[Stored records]
○ ○ ○

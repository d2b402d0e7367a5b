// SPDX-License-Identifier: AGPL-3.0-or-later
//
// Copyright (C) 2026 Relational Network

//! Session JWT issuance and verification.
//!
//! Sessions are stateless HS256 JWTs bound to a recovered pubkey. There is
//! no revocation list: a session is valid iff its signature verifies under
//! the process key and it has not expired. Rotating `JWT_KEY` therefore
//! invalidates every outstanding session.

use std::time::Duration;

use chrono::Utc;
use jsonwebtoken::{
    decode, encode, errors::ErrorKind, Algorithm, DecodingKey, EncodingKey, Header, Validation,
};
use serde::{Deserialize, Serialize};
use utoipa::ToSchema;

use super::{AuthError, Pubkey};

/// Claims carried by a session JWT.
#[derive(Debug, Clone, PartialEq, Eq, Serialize, Deserialize)]
pub struct SessionClaims {
    /// Hex-encoded compressed pubkey the session was issued to
    pub pubkey: String,
    /// Issued at (unix seconds)
    pub iat: i64,
    /// Expiration (unix seconds)
    pub exp: i64,
}

/// A freshly minted session.
#[derive(Debug, Clone, Serialize, ToSchema)]
pub struct IssuedSession {
    /// Session JWT, sent back in the `x-jwt` header
    pub jwt: String,
    /// Expiration (unix seconds)
    pub expires_at: i64,
}

/// A session that passed verification.
#[derive(Debug, Clone, PartialEq, Eq)]
pub struct VerifiedSession {
    pub pubkey: Pubkey,
    pub expires_at: i64,
}

/// Mints and verifies session JWTs with a process-wide HMAC key.
pub struct SessionIssuer {
    encoding_key: EncodingKey,
    decoding_key: DecodingKey,
    validation: Validation,
    ttl: Duration,
}

impl std::fmt::Debug for SessionIssuer {
    fn fmt(&self, f: &mut std::fmt::Formatter<'_>) -> std::fmt::Result {
        f.debug_struct("SessionIssuer")
            .field("ttl", &self.ttl)
            .field("key", &"***SECRET***")
            .finish()
    }
}

impl SessionIssuer {
    /// Create an issuer from the HMAC secret and session lifetime.
    pub fn new(secret: &[u8], ttl: Duration) -> Self {
        let mut validation = Validation::new(Algorithm::HS256);
        validation.leeway = 0;
        validation.set_required_spec_claims(&["exp"]);

        Self {
            encoding_key: EncodingKey::from_secret(secret),
            decoding_key: DecodingKey::from_secret(secret),
            validation,
            ttl,
        }
    }

    pub fn ttl(&self) -> Duration {
        self.ttl
    }

    /// Issue a session for `pubkey` starting now.
    pub fn issue(&self, pubkey: &Pubkey) -> Result<IssuedSession, AuthError> {
        self.issue_at(pubkey, Utc::now().timestamp())
    }

    /// Issue a session as if minted at `now` (unix seconds).
    pub fn issue_at(&self, pubkey: &Pubkey, now: i64) -> Result<IssuedSession, AuthError> {
        let exp = i64::try_from(self.ttl.as_secs())
            .ok()
            .and_then(|ttl| now.checked_add(ttl))
            .ok_or_else(|| AuthError::Internal("session expiry out of range".to_string()))?;
        let claims = SessionClaims {
            pubkey: pubkey.to_string(),
            iat: now,
            exp,
        };

        let jwt = encode(&Header::new(Algorithm::HS256), &claims, &self.encoding_key)
            .map_err(|e| AuthError::Internal(format!("failed to encode session: {e}")))?;

        Ok(IssuedSession {
            jwt,
            expires_at: claims.exp,
        })
    }

    /// Verify a session JWT and return the pubkey it is bound to.
    ///
    /// # Errors
    /// `AuthError::SessionExpired` past `exp`, `AuthError::InvalidSession`
    /// for anything else (bad signature, bad claims, wrong algorithm).
    pub fn verify(&self, jwt: &str) -> Result<VerifiedSession, AuthError> {
        let data = decode::<SessionClaims>(jwt, &self.decoding_key, &self.validation).map_err(
            |e| match e.kind() {
                ErrorKind::ExpiredSignature => AuthError::SessionExpired,
                _ => AuthError::InvalidSession,
            },
        )?;

        let pubkey = Pubkey::parse(&data.claims.pubkey).map_err(|_| AuthError::InvalidSession)?;
        Ok(VerifiedSession {
            pubkey,
            expires_at: data.claims.exp,
        })
    }

    /// Re-mint a still-valid session with a fresh expiry.
    ///
    /// This is an explicit re-authentication: the old token is untouched and
    /// remains valid until its own expiry.
    pub fn refresh(&self, jwt: &str) -> Result<IssuedSession, AuthError> {
        let session = self.verify(jwt)?;
        self.issue(&session.pubkey)
    }
}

○ ○ ○

The records above are to be output in full and without error.

**Written answer**.
repository d2b402d0e7367a5b
// SPDX-License-Identifier: AGPL-3.0-or-later
//
// Copyright (C) 2026 Relational Network

//! Session JWT issuance and verification.
//!
//! Sessions are stateless HS256 JWTs bound to a recovered pubkey. There is
//! no revocation list: a session is valid iff its signature verifies under
//! the process key and it has not expired. Rotating `JWT_KEY` therefore
//! invalidates every outstanding session.

use std::time::Duration;

use chrono::Utc;
use jsonwebtoken::{
    decode, encode, errors::ErrorKind, Algorithm, DecodingKey, EncodingKey, Header, Validation,
};
use serde::{Deserialize, Serialize};
use utoipa::ToSchema;

use super::{AuthError, Pubkey};

/// Claims carried by a session JWT.
#[derive(Debug, Clone, PartialEq, Eq, Serialize, Deserialize)]
pub struct SessionClaims {
    /// Hex-encoded compressed pubkey the session was issued to
    pub pubkey: String,
    /// Issued at (unix seconds)
    pub iat: i64,
    /// Expiration (unix seconds)
    pub exp: i64,
}

/// A freshly minted session.
#[derive(Debug, Clone, Serialize, ToSchema)]
pub struct IssuedSession {
    /// Session JWT, sent back in the `x-jwt` header
    pub jwt: String,
    /// Expiration (unix seconds)
    pub expires_at: i64,
}

/// A session that passed verification.
#[derive(Debug, Clone, PartialEq, Eq)]
pub struct VerifiedSession {
    pub pubkey: Pubkey,
    pub expires_at: i64,
}

/// Mints and verifies session JWTs with a process-wide HMAC key.
pub struct SessionIssuer {
    encoding_key: EncodingKey,
    decoding_key: DecodingKey,
    validation: Validation,
    ttl: Duration,
}

impl std::fmt::Debug for SessionIssuer {
    fn fmt(&self, f: &mut std::fmt::Formatter<'_>) -> std::fmt::Result {
        f.debug_struct("SessionIssuer")
            .field("ttl", &self.ttl)
            .field("key", &"***SECRET***")
            .finish()
    }
}

impl SessionIssuer {
    /// Create an issuer from the HMAC secret and session lifetime.
    pub fn new(secret: &[u8], ttl: Duration) -> Self {
        let mut validation = Validation::new(Algorithm::HS256);
        validation.leeway = 0;
        validation.set_required_spec_claims(&["exp"]);

        Self {
            encoding_key: EncodingKey::from_secret(secret),
            decoding_key: DecodingKey::from_secret(secret),
            validation,
            ttl,
        }
    }

    pub fn ttl(&self) -> Duration {
        self.ttl
    }

    /// Issue a session for `pubkey` starting now.
    pub fn issue(&self, pubkey: &Pubkey) -> Result<IssuedSession, AuthError> {
        self.issue_at(pubkey, Utc::now().timestamp())
    }

    /// Issue a session as if minted at `now` (unix seconds).
    pub fn issue_at(&self, pubkey: &Pubkey, now: i64) -> Result<IssuedSession, AuthError> {
        let exp = i64::try_from(self.ttl.as_secs())
            .ok()
            .and_then(|ttl| now.checked_add(ttl))
            .ok_or_else(|| AuthError::Internal("session expiry out of range".to_string()))?;
        let claims = SessionClaims {
            pubkey: pubkey.to_string(),
            iat: now,
            exp,
        };

        let jwt = encode(&Header::new(Algorithm::HS256), &claims, &self.encoding_key)
            .map_err(|e| AuthError::Internal(format!("failed to encode session: {e}")))?;

        Ok(IssuedSession {
            jwt,
            expires_at: claims.exp,
        })
    }

    /// Verify a session JWT and return the pubkey it is bound to.
    ///
    /// # Errors
    /// `AuthError::SessionExpired` past `exp`, `AuthError::InvalidSession`
    /// for anything else (bad signature, bad claims, wrong algorithm).
    pub fn verify(&self, jwt: &str) -> Result<VerifiedSession, AuthError> {
        let data = decode::<SessionClaims>(jwt, &self.decoding_key, &self.validation).map_err(
            |e| match e.kind() {
                ErrorKind::ExpiredSignature => AuthError::SessionExpired,
                _ => AuthError::InvalidSession,
            },
        )?;

        let pubkey = Pubkey::parse(&data.claims.pubkey).map_err(|_| AuthError::InvalidSession)?;
        Ok(VerifiedSession {
            pubkey,
            expires_at: data.claims.exp,
        })
    }

    /// Re-mint a still-valid session with a fresh expiry.
    ///
    /// This is an explicit re-authentication: the old token is untouched and
    /// remains valid until its own expiry.
    pub fn refresh(&self, jwt: &str) -> Result<IssuedSession, AuthError> {
        let session = self.verify(jwt)?;
        self.issue(&session.pubkey)
    }
}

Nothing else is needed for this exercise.